WHAT TO WORK ON: For the entries below, the expected answer is the line with "assert_eq!(record.basic.karma, 12_345);", the line with "assert_eq!(bedwars.final_kills, 900);", and every line between them, exactly as written, and nothing more.

EXCERPTED RECORDS:
//! Unit tests for the stats transformation logic

use super::*;
use serde_json::json;

#[cfg(test)]
mod level_tests {
    use super::*;

    #[test]
    fn test_level_at_zero_experience_is_one() {
        // sqrt(15312.5) == 175/sqrt(2), so the closed form collapses to 1.0
        assert_eq!(network_level(0.0), 1.0);
    }

    #[test]
    fn test_level_low_experience() {
        assert_eq!(network_level(10_000.0), 2.0);
        assert_eq!(network_level(1_234_567.0), 29.12);
    }

    #[test]
    fn test_level_at_breakpoint_is_200() {
        assert_eq!(network_level(14_609_081.0), 200.0);
    }

    #[test]
    fn test_level_linear_branch_above_breakpoint() {
        // One full level per 96,000 experience past the breakpoint
        assert_eq!(network_level(14_609_081.0 + 96_000.0), 201.0);
        assert_eq!(network_level(14_609_081.0 + 48_000.0), 200.5);
    }

    #[test]
    fn test_level_curve_steps_at_breakpoint() {
        // The sqrt branch tops out well below 200 just before the
        // breakpoint; the linear branch restarts at 200 exactly.
        assert_eq!(network_level(14_609_080.0), 105.66);
        assert_eq!(network_level(14_609_081.0), 200.0);
    }

    #[test]
    fn test_level_monotone_within_each_branch() {
        let mut prev = network_level(0.0);
        for exp in (100_000..14_600_000).step_by(500_000) {
            let level = network_level(exp as f64);
            assert!(level >= prev, "sqrt branch decreased at exp {exp}");
            prev = level;
        }

        let mut prev = network_level(14_609_081.0);
        for step in 1..20 {
            let level = network_level(14_609_081.0 + (step * 100_000) as f64);
            assert!(level > prev, "linear branch decreased at step {step}");
            prev = level;
        }
    }
}

#[cfg(test)]
mod ratio_tests {
    use super::*;

    #[test]
    fn test_ratio_rounds_to_two_decimals() {
        assert_eq!(kill_death_ratio(10, 4), KillDeathRatio::Rounded(2.5));
        assert_eq!(kill_death_ratio(7, 3), KillDeathRatio::Rounded(2.33));
        assert_eq!(kill_death_ratio(0, 5), KillDeathRatio::Rounded(0.0));
    }

    #[test]
    fn test_ratio_zero_deaths_keeps_kill_count() {
        assert_eq!(kill_death_ratio(12, 0), KillDeathRatio::Exact(12));
        assert_eq!(kill_death_ratio(0, 0), KillDeathRatio::Exact(0));
    }

    #[test]
    fn test_ratio_serializes_integer_for_zero_deaths() {
        let undefeated = serde_json::to_value(kill_death_ratio(12, 0)).unwrap();
        assert_eq!(undefeated, json!(12));

        let rounded = serde_json::to_value(kill_death_ratio(7, 3)).unwrap();
        assert_eq!(rounded, json!(2.33));
    }

    #[test]
    fn test_ratio_display() {
        assert_eq!(kill_death_ratio(12, 0).to_string(), "12");
        assert_eq!(kill_death_ratio(10, 4).to_string(), "2.50");
    }
}

#[cfg(test)]
mod formatting_tests {
    use super::*;

    #[test]
    fn test_format_timestamp_absent_is_unknown() {
        assert_eq!(format_timestamp(None), "unknown");
    }

    #[test]
    fn test_format_timestamp_zero_is_unknown() {
        assert_eq!(format_timestamp(Some(0)), "unknown");
    }

    #[test]
    fn test_format_timestamp_shape() {
        // Local-time rendering; assert the shape rather than a fixed zone
        let formatted = format_timestamp(Some(1_650_000_000_000));
        assert_eq!(formatted.len(), 19);
        let bytes = formatted.as_bytes();
        assert_eq!(bytes[4], b'-');
        assert_eq!(bytes[7], b'-');
        assert_eq!(bytes[10], b' ');
        assert_eq!(bytes[13], b':');
        assert_eq!(bytes[16], b':');
        assert!(formatted.starts_with("2022-04-1"));
    }

    #[test]
    fn test_guild_summary_missing_guild() {
        assert_eq!(guild_summary(&json!({})), "none");
    }

    #[test]
    fn test_guild_summary_with_guild() {
        let player = json!({ "guild": { "name": "Foo", "guildLevel": 5 } });
        assert_eq!(guild_summary(&player), "Foo (level: 5)");
    }

    #[test]
    fn test_guild_summary_defaults() {
        // Present but empty guild object: name falls back, level defaults
        let player = json!({ "guild": {} });
        assert_eq!(guild_summary(&player), "unknown (level: 0)");
    }
}

#[cfg(test)]
mod transform_tests {
    use super::*;
    use crate::mojang::types::SkinData;

    fn uuid() -> PlayerUuid {
        PlayerUuid::new("b876ec32e396476ba1158438d83c67d4")
    }

    #[test]
    fn test_transform_is_total_on_empty_payload() {
        let record = transform(&json!({}), &uuid(), &SkinData::default());

        assert_eq!(record.uuid, "b876ec32e396476ba1158438d83c67d4");
        assert_eq!(record.first_login, "unknown");
        assert_eq!(record.last_login, "unknown");
        assert_eq!(record.basic.display_name, "unknown");
        assert_eq!(record.basic.level, 1.0);
        assert_eq!(record.basic.karma, 0);
        assert!(!record.basic.has_cape);
        assert_eq!(record.social.friends, 0);
        assert_eq!(record.social.guild, "none");

        assert_eq!(record.games.bedwars.wins, 0);
        assert_eq!(record.games.bedwars.final_kd, KillDeathRatio::Exact(0));
        assert_eq!(record.games.skywars.kd, KillDeathRatio::Exact(0));

        assert_eq!(record.games.duels.overall.wins, 0);
        assert_eq!(record.games.duels.modes.len(), 12);
        for entry in &record.games.duels.modes {
            assert_eq!(entry.stats.wins, 0);
            assert_eq!(entry.stats.kd, KillDeathRatio::Exact(0));
        }
    }

    #[test]
    fn test_transform_empty_payload_parkour_times_default() {
        let record = transform(&json!({}), &uuid(), &SkinData::default());

        let parkour = record
            .games
            .duels
            .modes
            .iter()
            .find(|entry| entry.mode == "Parkour Eight")
            .unwrap();
        assert_eq!(parkour.stats.best_time.as_deref(), Some("0.00 seconds"));
        assert_eq!(parkour.stats.average_time.as_deref(), Some("0.00 seconds"));
    }

    #[test]
    fn test_transform_only_parkour_carries_times() {
        let record = transform(&json!({}), &uuid(), &SkinData::default());

        for entry in &record.games.duels.modes {
            if entry.mode == "Parkour Eight" {
                continue;
            }
            assert!(entry.stats.best_time.is_none(), "{} has a time", entry.mode);
            assert!(entry.stats.average_time.is_none());
        }
    }

    #[test]
    fn test_transform_parkour_time_rounding() {
        let player = json!({
            "stats": { "Duels": { "parkour_eight_duel_best_time": 12.345 } }
        });
        let record = transform(&player, &uuid(), &SkinData::default());

        let parkour = record
            .games
            .duels
            .modes
            .iter()
            .find(|entry| entry.mode == "Parkour Eight")
            .unwrap();
        assert_eq!(parkour.stats.best_time.as_deref(), Some("12.35 seconds"));
        assert_eq!(parkour.stats.average_time.as_deref(), Some("0.00 seconds"));
    }

    #[test]
    fn test_transform_duel_modes_keep_table_order() {
        let record = transform(&json!({}), &uuid(), &SkinData::default());

        let names: Vec<&str> = record
            .games
            .duels
            .modes
            .iter()
            .map(|entry| entry.mode)
            .collect();
        assert_eq!(
            names,
            vec![
                "Bridge",
                "UHC",
                "SkyWars",
                "Classic",
                "OP",
                "Parkour Eight",
                "Mega Walls",
                "Bow",
                "Blitz",
                "Sumo",
                "Boxing",
                "SkyWars 2v2",
            ]
        );
    }

    #[test]
    fn test_transform_full_payload() {
        let player = json!({
            "displayname": "Technoblade",
            "networkExp": 10_000,
            "karma": 12_345,
            "lastLogin": 1_650_000_000_000_u64,
            "friends": [{"a": 1}, {"b": 2}, {"c": 3}],
            "guild": { "name": "Pack", "guildLevel": 7 },
            "stats": {
                "Bedwars": {
                    "level": 120,
                    "final_kills_bedwars": 900,
                    "final_deaths_bedwars": 300,
                    "wins_bedwars": 250
                },
                "SkyWars": {
                    "level": 12,
                    "kills": 444,
                    "deaths": 0
                },
                "Duels": {
                    "wins": 100,
                    "kills": 75,
                    "deaths": 30,
                    "current_winstreak": 4,
                    "best_overall_winstreak": 21,
                    "bridge_duel_wins": 50,
                    "bridge_duel_kills": 40,
                    "bridge_duel_deaths": 16,
                    "bridge_duel_winstreak": 2,
                    "bridge_duel_best_winstreak": 9
                }
            }
        });
        let skin = SkinData {
            skin: Some("http://textures.minecraft.net/texture/skin123".to_string()),
            cape: Some("http://textures.minecraft.net/texture/cape456".to_string()),
        };

        let record = transform(&player, &uuid(), &skin);

        assert_eq!(record.basic.display_name, "Technoblade");
        assert_eq!(record.basic.level, 2.0);
        assert_eq!(record.basic.karma, 12_345);
        assert!(record.basic.has_cape);
        assert_ne!(record.last_login, "unknown");
        assert_eq!(record.first_login, "unknown");
        assert_eq!(record.social.friends, 3);
        assert_eq!(record.social.guild, "Pack (level: 7)");

        let bedwars = &record.games.bedwars;
        assert_eq!(bedwars.level, 120);
        assert_eq!(bedwars.final_kills, 900);
        assert_eq!(bedwars.final_deaths, 300);
        assert_eq!(bedwars.final_kd, KillDeathRatio::Rounded(3.0));
        assert_eq!(bedwars.wins, 250);

        let skywars = &record.games.skywars;
        assert_eq!(skywars.kills, 444);
        assert_eq!(skywars.kd, KillDeathRatio::Exact(444));

        let duels = &record.games.duels;
        assert_eq!(duels.overall.wins, 100);
        assert_eq!(duels.overall.kd, KillDeathRatio::Rounded(2.5));
        assert_eq!(duels.overall.best_winstreak, 21);
        assert!(duels.overall.best_time.is_none());

        let bridge = duels.modes.iter().find(|e| e.mode == "Bridge").unwrap();
        assert_eq!(bridge.stats.wins, 50);
        assert_eq!(bridge.stats.kd, KillDeathRatio::Rounded(2.5));
        assert_eq!(bridge.stats.current_winstreak, 2);
        assert_eq!(bridge.stats.best_winstreak, 9);

        // Modes absent from the payload stay fully zeroed
        let sumo = duels.modes.iter().find(|e| e.mode == "Sumo").unwrap();
        assert_eq!(sumo.stats.wins, 0);
        assert_eq!(sumo.stats.kd, KillDeathRatio::Exact(0));
    }

    #[test]
    fn test_transform_cape_flag_without_skin() {
        let skin = SkinData {
            skin: None,
            cape: Some("http://textures.minecraft.net/texture/cape456".to_string()),
        };
        let record = transform(&json!({}), &uuid(), &skin);
        assert!(record.basic.has_cape);
    }

    #[test]
    fn test_transform_record_serializes_without_optional_noise() {
        let record = transform(&json!({}), &uuid(), &SkinData::default());
        let value = serde_json::to_value(&record).unwrap();

        // Non-timed modes omit the timing fields entirely
        let bridge = &value["games"]["duels"]["modes"][0];
        assert_eq!(bridge["mode"], "Bridge");
        assert!(bridge.get("best_time").is_none());

        let parkour = &value["games"]["duels"]["modes"][5];
        assert_eq!(parkour["best_time"], "0.00 seconds");
    }
}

SOLUTION TO THIS PROBLEM:
        assert_eq!(record.basic.karma, 12_345);
        assert!(record.basic.has_cape);
        assert_ne!(record.last_login, "unknown");
        assert_eq!(record.first_login, "unknown");
        assert_eq!(record.social.friends, 3);
        assert_eq!(record.social.guild, "Pack (level: 7)");

        let bedwars = &record.games.bedwars;
        assert_eq!(bedwars.level, 120);
        assert_eq!(bedwars.final_kills, 900);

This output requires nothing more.